▸ Aim of the task
Print out the records in full, keeping each word unchanged.

(Items from a dataset)
BEGIN

//! `mealie://` resource URIs and the Mealie endpoints behind them.

pub const RECIPES_URI: &str = "mealie://recipes";
pub const MEAL_PLANS_URI: &str = "mealie://meal-plans";
pub const SHOPPING_LISTS_URI: &str = "mealie://shopping-lists";

const SCHEME: &str = "mealie://";

/// A resource URI understood by the server.
#[derive(Debug, Clone, PartialEq, Eq)]
pub enum ResourceRoute {
    Recipes,
    SearchRecipes(String),
    Recipe(String),
    MealPlans,
    ShoppingLists,
    ShoppingList(String),
}

impl ResourceRoute {
    /// Parses a `mealie://` URI. Path parameters are percent-decoded.
    pub fn parse(uri: &str) -> Option<Self> {
        let rest = uri.strip_prefix(SCHEME)?.trim_end_matches('/');
        let segments: Vec<&str> = rest.split('/').collect();

        match segments.as_slice() {
            ["recipes"] => Some(Self::Recipes),
            ["recipes", "search", query] if !query.is_empty() => {
                Some(Self::SearchRecipes(decode(query)?))
            }
            ["recipes", id] if !id.is_empty() => Some(Self::Recipe(decode(id)?)),
            ["meal-plans"] => Some(Self::MealPlans),
            ["shopping-lists"] => Some(Self::ShoppingLists),
            ["shopping-lists", id] if !id.is_empty() => Some(Self::ShoppingList(decode(id)?)),
            _ => None,
        }
    }

    /// Upstream path plus query parameters.
    pub fn endpoint(&self) -> (String, Vec<(&'static str, String)>) {
        match self {
            Self::Recipes => ("/api/recipes".to_string(), vec![]),
            Self::SearchRecipes(query) => {
                ("/api/recipes/search".to_string(), vec![("query", query.clone())])
            }
            Self::Recipe(id) => (format!("/api/recipes/{}", urlencoding::encode(id)), vec![]),
            Self::MealPlans => ("/api/households/mealplans".to_string(), vec![]),
            Self::ShoppingLists => ("/api/households/shopping/lists".to_string(), vec![]),
            Self::ShoppingList(id) => (
                format!("/api/households/shopping/lists/{}", urlencoding::encode(id)),
                vec![],
            ),
        }
    }
}

fn decode(segment: &str) -> Option<String> {
    urlencoding::decode(segment).ok().map(|s| s.into_owned())
}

END

▸ The completed task
//! `mealie://` resource URIs and the Mealie endpoints behind them.

pub const RECIPES_URI: &str = "mealie://recipes";
pub const MEAL_PLANS_URI: &str = "mealie://meal-plans";
pub const SHOPPING_LISTS_URI: &str = "mealie://shopping-lists";

const SCHEME: &str = "mealie://";

/// A resource URI understood by the server.
#[derive(Debug, Clone, PartialEq, Eq)]
pub enum ResourceRoute {
    Recipes,
    SearchRecipes(String),
    Recipe(String),
    MealPlans,
    ShoppingLists,
    ShoppingList(String),
}

impl ResourceRoute {
    /// Parses a `mealie://` URI. Path parameters are percent-decoded.
    pub fn parse(uri: &str) -> Option<Self> {
        let rest = uri.strip_prefix(SCHEME)?.trim_end_matches('/');
        let segments: Vec<&str> = rest.split('/').collect();

        match segments.as_slice() {
            ["recipes"] => Some(Self::Recipes),
            ["recipes", "search", query] if !query.is_empty() => {
                Some(Self::SearchRecipes(decode(query)?))
            }
            ["recipes", id] if !id.is_empty() => Some(Self::Recipe(decode(id)?)),
            ["meal-plans"] => Some(Self::MealPlans),
            ["shopping-lists"] => Some(Self::ShoppingLists),
            ["shopping-lists", id] if !id.is_empty() => Some(Self::ShoppingList(decode(id)?)),
            _ => None,
        }
    }

    /// Upstream path plus query parameters.
    pub fn endpoint(&self) -> (String, Vec<(&'static str, String)>) {
        match self {
            Self::Recipes => ("/api/recipes".to_string(), vec![]),
            Self::SearchRecipes(query) => {
                ("/api/recipes/search".to_string(), vec![("query", query.clone())])
            }
            Self::Recipe(id) => (format!("/api/recipes/{}", urlencoding::encode(id)), vec![]),
            Self::MealPlans => ("/api/households/mealplans".to_string(), vec![]),
            Self::ShoppingLists => ("/api/households/shopping/lists".to_string(), vec![]),
            Self::ShoppingList(id) => (
                format!("/api/households/shopping/lists/{}", urlencoding::encode(id)),
                vec![],
            ),
        }
    }
}

fn decode(segment: &str) -> Option<String> {
    urlencoding::decode(segment).ok().map(|s| s.into_owned())
}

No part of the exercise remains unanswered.